-------- Provided records

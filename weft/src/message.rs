//! Conversation messages carried in the `messages` channel.
//!
//! Roles: System, User, Assistant (optionally with tool calls and a plan-step tag), Tool.

use serde::{Deserialize, Serialize};
use serde_json::Value;

/// One tool invocation requested by the model.
#[derive(Debug, Clone, PartialEq, Serialize, Deserialize)]
pub struct ToolCall {
    pub id: String,
    pub name: String,
    /// JSON object with the tool arguments.
    #[serde(default)]
    pub arguments: Value,
}

impl ToolCall {
    pub fn new(id: impl Into<String>, name: impl Into<String>, arguments: Value) -> Self {
        Self {
            id: id.into(),
            name: name.into(),
            arguments,
        }
    }
}

/// A single message in the conversation.
#[derive(Debug, Clone, PartialEq, Serialize, Deserialize)]
#[serde(tag = "role", rename_all = "snake_case")]
pub enum Message {
    System {
        content: String,
    },
    User {
        content: String,
    },
    Assistant {
        content: String,
        #[serde(default, skip_serializing_if = "Vec::is_empty")]
        tool_calls: Vec<ToolCall>,
        /// Plan step that produced this message; `"Response"` marks the final answer.
        #[serde(default, skip_serializing_if = "Option::is_none")]
        step: Option<String>,
    },
    Tool {
        tool_call_id: String,
        name: String,
        content: String,
    },
}

impl Message {
    pub fn system(content: impl Into<String>) -> Self {
        Self::System {
            content: content.into(),
        }
    }

    pub fn user(content: impl Into<String>) -> Self {
        Self::User {
            content: content.into(),
        }
    }

    pub fn assistant(content: impl Into<String>) -> Self {
        Self::Assistant {
            content: content.into(),
            tool_calls: Vec::new(),
            step: None,
        }
    }

    pub fn assistant_with_tool_calls(content: impl Into<String>, tool_calls: Vec<ToolCall>) -> Self {
        Self::Assistant {
            content: content.into(),
            tool_calls,
            step: None,
        }
    }

    pub fn tool(
        tool_call_id: impl Into<String>,
        name: impl Into<String>,
        content: impl Into<String>,
    ) -> Self {
        Self::Tool {
            tool_call_id: tool_call_id.into(),
            name: name.into(),
            content: content.into(),
        }
    }

    /// Tags an assistant message with a plan step. No-op for other roles.
    pub fn with_step(mut self, tag: impl Into<String>) -> Self {
        if let Self::Assistant { step, .. } = &mut self {
            *step = Some(tag.into());
        }
        self
    }

    pub fn content(&self) -> &str {
        match self {
            Self::System { content }
            | Self::User { content }
            | Self::Assistant { content, .. }
            | Self::Tool { content, .. } => content,
        }
    }

    pub fn role(&self) -> &'static str {
        match self {
            Self::System { .. } => "system",
            Self::User { .. } => "user",
            Self::Assistant { .. } => "assistant",
            Self::Tool { .. } => "tool",
        }
    }

    pub fn step(&self) -> Option<&str> {
        match self {
            Self::Assistant { step, .. } => step.as_deref(),
            _ => None,
        }
    }

    pub fn tool_calls(&self) -> &[ToolCall] {
        match self {
            Self::Assistant { tool_calls, .. } => tool_calls,
            _ => &[],
        }
    }

    pub fn is_user(&self) -> bool {
        matches!(self, Self::User { .. })
    }
}

/// Last `n` messages, oldest first.
pub fn last_n(messages: &[Message], n: usize) -> &[Message] {
    &messages[messages.len().saturating_sub(n)..]
}

/// Plain-text transcript (`role: content` per line) for prompts that take a single string.
pub fn transcript(messages: &[Message]) -> String {
    messages
        .iter()
        .map(|m| format!("{}: {}", m.role(), m.content()))
        .collect::<Vec<_>>()
        .join("\n")
}

#[cfg(test)]
mod tests {
    use super::*;
    use serde_json::json;

    /// **Scenario**: Messages serialize with a `role` tag and round-trip.
    #[test]
    fn message_serde_uses_role_tag() {
        let msg = Message::assistant("done").with_step("Response");
        let v = serde_json::to_value(&msg).unwrap();
        assert_eq!(v, json!({"role": "assistant", "content": "done", "step": "Response"}));
        let back: Message = serde_json::from_value(v).unwrap();
        assert_eq!(back, msg);
    }

    /// **Scenario**: with_step only tags assistant messages.
    #[test]
    fn with_step_ignores_non_assistant() {
        assert_eq!(Message::user("hi").with_step("x").step(), None);
        assert_eq!(Message::assistant("a").with_step("x").step(), Some("x"));
    }

    /// **Scenario**: last_n returns the tail, or everything when shorter.
    #[test]
    fn last_n_takes_tail() {
        let msgs: Vec<Message> = (0..7).map(|i| Message::user(i.to_string())).collect();
        let tail = last_n(&msgs, 5);
        assert_eq!(tail.len(), 5);
        assert_eq!(tail[0].content(), "2");
        assert_eq!(last_n(&msgs[..2], 5).len(), 2);
    }
}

----------------

▶ [Task brief]:
Each entry above should be output again, precisely as given.

▶ [Task output]:
filename weft/src/message.rs
//! Conversation messages carried in the `messages` channel.
//!
//! Roles: System, User, Assistant (optionally with tool calls and a plan-step tag), Tool.

use serde::{Deserialize, Serialize};
use serde_json::Value;

/// One tool invocation requested by the model.
#[derive(Debug, Clone, PartialEq, Serialize, Deserialize)]
pub struct ToolCall {
    pub id: String,
    pub name: String,
    /// JSON object with the tool arguments.
    #[serde(default)]
    pub arguments: Value,
}

impl ToolCall {
    pub fn new(id: impl Into<String>, name: impl Into<String>, arguments: Value) -> Self {
        Self {
            id: id.into(),
            name: name.into(),
            arguments,
        }
    }
}

/// A single message in the conversation.
#[derive(Debug, Clone, PartialEq, Serialize, Deserialize)]
#[serde(tag = "role", rename_all = "snake_case")]
pub enum Message {
    System {
        content: String,
    },
    User {
        content: String,
    },
    Assistant {
        content: String,
        #[serde(default, skip_serializing_if = "Vec::is_empty")]
        tool_calls: Vec<ToolCall>,
        /// Plan step that produced this message; `"Response"` marks the final answer.
        #[serde(default, skip_serializing_if = "Option::is_none")]
        step: Option<String>,
    },
    Tool {
        tool_call_id: String,
        name: String,
        content: String,
    },
}

impl Message {
    pub fn system(content: impl Into<String>) -> Self {
        Self::System {
            content: content.into(),
        }
    }

    pub fn user(content: impl Into<String>) -> Self {
        Self::User {
            content: content.into(),
        }
    }

    pub fn assistant(content: impl Into<String>) -> Self {
        Self::Assistant {
            content: content.into(),
            tool_calls: Vec::new(),
            step: None,
        }
    }

    pub fn assistant_with_tool_calls(content: impl Into<String>, tool_calls: Vec<ToolCall>) -> Self {
        Self::Assistant {
            content: content.into(),
            tool_calls,
            step: None,
        }
    }

    pub fn tool(
        tool_call_id: impl Into<String>,
        name: impl Into<String>,
        content: impl Into<String>,
    ) -> Self {
        Self::Tool {
            tool_call_id: tool_call_id.into(),
            name: name.into(),
            content: content.into(),
        }
    }

    /// Tags an assistant message with a plan step. No-op for other roles.
    pub fn with_step(mut self, tag: impl Into<String>) -> Self {
        if let Self::Assistant { step, .. } = &mut self {
            *step = Some(tag.into());
        }
        self
    }

    pub fn content(&self) -> &str {
        match self {
            Self::System { content }
            | Self::User { content }
            | Self::Assistant { content, .. }
            | Self::Tool { content, .. } => content,
        }
    }

    pub fn role(&self) -> &'static str {
        match self {
            Self::System { .. } => "system",
            Self::User { .. } => "user",
            Self::Assistant { .. } => "assistant",
            Self::Tool { .. } => "tool",
        }
    }

    pub fn step(&self) -> Option<&str> {
        match self {
            Self::Assistant { step, .. } => step.as_deref(),
            _ => None,
        }
    }

    pub fn tool_calls(&self) -> &[ToolCall] {
        match self {
            Self::Assistant { tool_calls, .. } => tool_calls,
            _ => &[],
        }
    }

    pub fn is_user(&self) -> bool {
        matches!(self, Self::User { .. })
    }
}

/// Last `n` messages, oldest first.
pub fn last_n(messages: &[Message], n: usize) -> &[Message] {
    &messages[messages.len().saturating_sub(n)..]
}

/// Plain-text transcript (`role: content` per line) for prompts that take a single string.
pub fn transcript(messages: &[Message]) -> String {
    messages
        .iter()
        .map(|m| format!("{}: {}", m.role(), m.content()))
        .collect::<Vec<_>>()
        .join("\n")
}

#[cfg(test)]
mod tests {
    use super::*;
    use serde_json::json;

    /// **Scenario**: Messages serialize with a `role` tag and round-trip.
    #[test]
    fn message_serde_uses_role_tag() {
        let msg = Message::assistant("done").with_step("Response");
        let v = serde_json::to_value(&msg).unwrap();
        assert_eq!(v, json!({"role": "assistant", "content": "done", "step": "Response"}));
        let back: Message = serde_json::from_value(v).unwrap();
        assert_eq!(back, msg);
    }

    /// **Scenario**: with_step only tags assistant messages.
    #[test]
    fn with_step_ignores_non_assistant() {
        assert_eq!(Message::user("hi").with_step("x").step(), None);
        assert_eq!(Message::assistant("a").with_step("x").step(), Some("x"));
    }

    /// **Scenario**: last_n returns the tail, or everything when shorter.
    #[test]
    fn last_n_takes_tail() {
        let msgs: Vec<Message> = (0..7).map(|i| Message::user(i.to_string())).collect();
        let tail = last_n(&msgs, 5);
        assert_eq!(tail.len(), 5);
        assert_eq!(tail[0].content(), "2");
        assert_eq!(last_n(&msgs[..2], 5).len(), 2);
    }
}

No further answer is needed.